Leben heute – Verständnis statt Bestrafung
Nach etwa zwei Jahren gemeinsamer Arbeit ist Frau R. heute eine intuitive Esserin, auch wenn sie immer mal wieder Phasen von emotionalem Essen erlebt. Aber sie bestraft sich nicht mehr dafür und geißelt sich danach nicht mit neuen Diäten, sondern reagiert verständnisvoll. Wir besprechen das Thema und schauen, was es hier noch zu tun gibt oder ob es vielleicht auch in Ordnung ist, dass sie ab und zu emotional isst.
Ihr Körper hat sich so verändert, dass sie immer noch die gleichen Kleidungsstücke tragen kann, sich aber insgesamt wohler und zu Hause in ihrem Körper fühlt. Sie spürt, dass sie ihren Körper annehmen und akzeptieren kann.
Frau R. kommt heute ab und an noch zu mir und wir besprechen vor allem Themen aus ihrem inneren Erleben und wie sich das in ihren äußeren Umständen zeigt. Wir schauen, was davon für sie so bleiben kann und was davon noch verändert werden darf. Von der erschöpften Mutter, die sich mit Süßigkeiten durch den Tag kämpfte, zu einer Frau, die sich selbst nähren kann und verständnisvoll mit sich umgeht – das zeigt, wie intuitives Essen und systemische Arbeit ineinandergreifen.

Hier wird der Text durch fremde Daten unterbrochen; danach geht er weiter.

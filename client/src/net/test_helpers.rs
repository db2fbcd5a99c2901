//! Fixture builders shared by unit tests.

use super::types::{Event, Registration, Signup};

#[must_use]
pub fn dummy_event(id: &str) -> Event {
    Event {
        id: id.to_owned(),
        object_id: None,
        event_name: format!("Event {id}"),
        event_description: "Talks and pizza".to_owned(),
        event_location: "Hall B".to_owned(),
        event_date: "2024-08-17T10:00:00.000Z".to_owned(),
        event_capacity: 40,
        prefix_seat_number: "A".to_owned(),
        begin_seat_number: 1,
        signup_count: 0,
        available_capacity: 40,
        created_at: "2024-08-01T00:00:00.000Z".to_owned(),
        updated_at: "2024-08-01T00:00:00.000Z".to_owned(),
        signups: Vec::new(),
    }
}

#[must_use]
pub fn dummy_signup(id: &str, first: &str, last: &str, created_at: &str) -> Signup {
    Signup {
        id: String::new(),
        object_id: Some(id.to_owned()),
        event_id: "e-1".to_owned(),
        first_name: first.to_owned(),
        last_name: last.to_owned(),
        phone_number: "1234567890".to_owned(),
        seat_number: format!("A{id}"),
        is_active: true,
        created_at: created_at.to_owned(),
        updated_at: created_at.to_owned(),
    }
}

#[must_use]
pub fn dummy_registration(id: &str, active: bool) -> Registration {
    Registration {
        id: id.to_owned(),
        object_id: None,
        event_id: "e-1".to_owned(),
        event: None,
        first_name: "John".to_owned(),
        last_name: "Doe".to_owned(),
        phone_number: "123-456-7890".to_owned(),
        seat_number: "A1".to_owned(),
        is_active: active,
        created_at: "2024-08-17T10:00:00.000Z".to_owned(),
        updated_at: "2024-08-17T10:00:00.000Z".to_owned(),
    }
}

Nicht-Essen als Bestrafung: Wie Frau S. lernte sich wieder sicher zu fühlen
Frau S. war 30 Jahre alt, als sie das erste Mal in meine Beratung kam. Wenige Wochen zuvor war sie aus einem klinischen Setting entlassen worden, nachdem sie dort und zuvor ambulant wegen einer atypischen Magersucht behandelt worden war. Ihre Geschichte mit dem Essen reichte bis in die frühe Kindheit zurück – sie beschrieb sich selbst als dickes Kind, das schon damals unter Mobbing in der Schule litt und sich nichts sehnlicher wünschte, als endlich dünner zu sein.
Es gelang ihr auch immer wieder, mit klassischen Diäten Gewicht abzunehmen, doch die Angst vor der Zunahme, doch noch wieder dick zu werden, begleitete sie konstant. Ein intuitives Essverhalten konnte sie nie entwickeln. Besonders belastend: Sie erinnerte sich überhaupt nicht mehr an ihre frühesten Jahre – weder wie ihr Essverhalten dort war, noch wann und weshalb sie eigentlich zugenommen hatte, denn dick war sie nicht schon immer gewesen.
Das tägliche Gedankenkarussell
Frau S. schilderte mir ihre Hauptprobleme sehr konkret: Sie machte sich permanent Gedanken ums Essen. Schon morgens beim Aufwachen kreisten ihre Gedanken darum, ob sie heute zunehmen würde, wenn sie bestimmte Lebensmittel essen würde, auf die sie Lust hatte. Sie wog sich täglich, manchmal sogar mehrere Male am Tag. Obwohl sie nicht im starken Untergewicht war, litt sie unter ausgeprägten Essstörungssymptomen.
Ihr Leben war gefangen in einem Teufelskreis aus Angst vor Zunahme, sich das Essen verbieten, in schwierige emotionale Situationen zu geraten und sich dann wieder essen zu verbieten. Dieser Konflikt blockierte nicht nur ihr Essverhalten, sondern ihr gesamtes Leben: Sie hatte einen Kinderwunsch, wollte in ihrer Beziehung offener sein können, wollte wieder Intimität zulassen. Doch das war ihr unmöglich, solange sie in diesem Essverhalten gefangen war und der dahinterliegende Konflikt nicht befriedet werden konnte.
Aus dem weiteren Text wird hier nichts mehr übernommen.